Institut Montsouris, Université Pierre et Marie Curie, Paris, France

The paper presented by Jens Rassweiler and the group at Heilbron is an excellent review on the state of the art of transperitoneal laparoscopic radical prostatectomy. The author gives accurate results of the different techniques for this procedure.

As Rassweiler highlights, it is difficult to provide an accurate measure of potency and successful sexual intercourse in this patient population. It is, indeed, impossible to compare results between academic groups. Accurate results of sexual function and urinary incontinence can only be obtained if an academic group evaluates another group's patient population by the International Continence Society questionnaire and the IIEF5 questionnaire. Furthermore, to help minimize any potential bias, only questionnaires filled in at the patient's home should be used to evaluate these outcomes. Nevertheless, potency results are improving every year. These improvements are the result of both bilateral nerve sparing and oral phosphodiesterase-5 inhibitor therapy started a few days after surgery.

Laparoscopy, despite its technical difficulty, material investment, and longer operating times, provides patients with less pain and a rapid recovery. These are the reasons surgeons learn to be laparoscopists. In urology, we have no validated outcome measures to compare open versus laparoscopic prostatectomy. However, an excellent clinical observation can be made. With open surgery, our patients are unable to mobilize without a pillow on their abdomen and someone to help them. They cannot laugh or cough without pain. After laparoscopy, however, when you knock at the door, the patient gets up from his chair, and with a large smile comes to greet and congratulate you.

As for technical training, it is important that young surgeons understand that a laparoscopic prostatectomy should not be attempted after participating in a postgraduate course and watching the operation on video.
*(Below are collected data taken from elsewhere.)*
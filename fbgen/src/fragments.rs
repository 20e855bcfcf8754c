use indexmap::IndexMap;
use strum::{Display, EnumString};
use tracing::debug;

#[derive(Debug, Clone, Copy, PartialEq, Eq, Hash, Display, EnumString)]
#[strum(serialize_all = "SCREAMING_SNAKE_CASE")]
pub enum Category {
    Header,
    ConstantDefine,
    Definition,
    VariableDecl,
}

/// Preamble text collected while blocks are generated.
///
/// At most one fragment exists per `(category, key)`. Rewriting a key
/// replaces its text but keeps its place in collection order.
#[derive(Debug, Clone, Default)]
pub struct Fragments(IndexMap<(Category, String), String>);

impl Fragments {
    pub fn new() -> Self {
        Fragments(IndexMap::new())
    }

    pub fn put(&mut self, category: Category, key: &str, text: impl Into<String>) {
        let text = text.into();
        if let Some(prev) = self.0.insert((category, key.to_string()), text) {
            debug!(%category, key, prev = %prev, "fragment overwritten");
        }
    }

    /// Store a definition, picking its category the loose way:
    /// `defineFCPU` is the constant define, `#include ...` text is a header,
    /// `variables` holds the variable declarations, the rest are definitions.
    pub fn define(&mut self, key: &str, text: impl Into<String>) {
        let text = text.into();
        let category = if key == "defineFCPU" {
            Category::ConstantDefine
        } else if text.starts_with("#include") {
            Category::Header
        } else if key == "variables" {
            Category::VariableDecl
        } else {
            Category::Definition
        };
        self.put(category, key, text);
    }

    pub fn get(&self, category: Category, key: &str) -> Option<&str> {
        self.0
            .get(&(category, key.to_string()))
            .map(|text| text.as_str())
    }

    /// Texts of one category, in collection order
    pub fn drain(&self, category: Category) -> Vec<&str> {
        self.drain_any(&[category])
    }

    /// Texts of several categories, interleaved in collection order
    pub fn drain_any(&self, categories: &[Category]) -> Vec<&str> {
        self.0
            .iter()
            .filter(|((category, _), _)| categories.contains(category))
            .map(|(_, text)| text.as_str())
            .collect()
    }

    pub fn len(&self) -> usize {
        self.0.len()
    }

    pub fn is_empty(&self) -> bool {
        self.0.is_empty()
    }
}

#[test]
fn test() {
    let mut frags = Fragments::new();
    frags.define("defineFCPU", "#define F_CPU 16000000UL");
    frags.define("wire", "#include <Wire.h>");
    frags.define("variables", "int x;");
    frags.define("setup_led", "void setup_led() {}");
    assert_eq!(frags.drain(Category::ConstantDefine), vec!["#define F_CPU 16000000UL"]);
    assert_eq!(frags.drain(Category::Header), vec!["#include <Wire.h>"]);
    assert_eq!(frags.drain(Category::VariableDecl), vec!["int x;"]);
    assert_eq!(frags.drain(Category::Definition), vec!["void setup_led() {}"]);
}
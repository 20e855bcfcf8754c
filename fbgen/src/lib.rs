pub mod assemble;
pub mod block;
pub mod config;
pub mod error;
pub mod fragments;
pub mod generator;
pub mod msg;
pub mod names;
pub mod order;
pub mod pass;
pub mod rules;

pub use block::{Block, Input, InputKind, Workspace};
pub use config::Config;
pub use error::Error;
pub use fragments::{Category, Fragments};
pub use generator::{Generated, Generator};
pub use names::{Binding, NameKind, Names};
pub use order::Order;
pub use pass::Pass;
pub use rules::{Emit, Rule, Rules};
use serde::{Deserialize, Serialize};
use std::fs::File;
use std::io::BufReader;

use crate::error::Error;
use crate::names::DEFAULT_RESERVED;

pub const DEFAULT_SYSTEM_HEADERS: [&str; 3] = [
    "#include <avr/interrupt.h>",
    "#include <avr/io.h>",
    "#include <util/delay.h>",
];

/// Generator settings, loadable from YAML. Missing keys take defaults.
#[derive(Debug, Clone, Serialize, Deserialize)]
#[serde(default)]
pub struct Config {
    /// Comma-separated identifiers that are never emitted as names
    pub reserved_words: String,
    /// One level of indentation
    pub indent: String,
    /// Headers always included after the program's own
    pub system_headers: Vec<String>,
    /// C type of declared program variables
    pub variable_type: String,
    /// CPU frequency in Hz, emitted as `F_CPU`
    pub f_cpu: Option<u64>,
}

impl Default for Config {
    fn default() -> Self {
        Config {
            reserved_words: DEFAULT_RESERVED.to_string(),
            indent: "  ".to_string(),
            system_headers: DEFAULT_SYSTEM_HEADERS.iter().map(|h| h.to_string()).collect(),
            variable_type: "int".to_string(),
            f_cpu: None,
        }
    }
}

impl Config {
    pub fn load(path: &str) -> Result<Self, Error> {
        let file = File::open(path).map_err(|e| Error::FileOpen(path.to_string(), e))?;
        serde_yaml::from_reader(BufReader::new(file)).map_err(|e| Error::Yaml(path.to_string(), e))
    }

    pub fn parse(yaml: &str) -> Result<Self, Error> {
        serde_yaml::from_str(yaml).map_err(|e| Error::Yaml("<config>".to_string(), e))
    }
}

#[test]
fn test() {
    let cfg = Config::parse("indent: \"    \"\nf_cpu: 16000000\n").unwrap();
    assert_eq!(cfg.indent, "    ");
    assert_eq!(cfg.f_cpu, Some(16000000));
    assert_eq!(cfg.system_headers.len(), 3);
    assert_eq!(cfg.variable_type, "int");
}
Laparoscopic skills can only be acquired at a significant laparoscopic center where these procedures are performed on a daily basis. The young surgeon needs to practice for hours to master knot tying and suturing. These skills can be acquired on cadavers, animal models, or the pelvitrainer. Only then will he or she have the skills to operate successfully on patients. Furthermore, in my opinion, a successful laparoscopic prostatectomy requires only scissors, two graspers, two bipolars, and one aspirator. There is no need for additional instruments.

As for the future of urologic surgery, I expect within the next 10 years, most surgeries will be done laparoscopically. This movement will be driven by the next generation of urologists who have understood the benefits of laparoscopy and its future in urologic surgery and who are ready to make the commitment to excellent surgical training.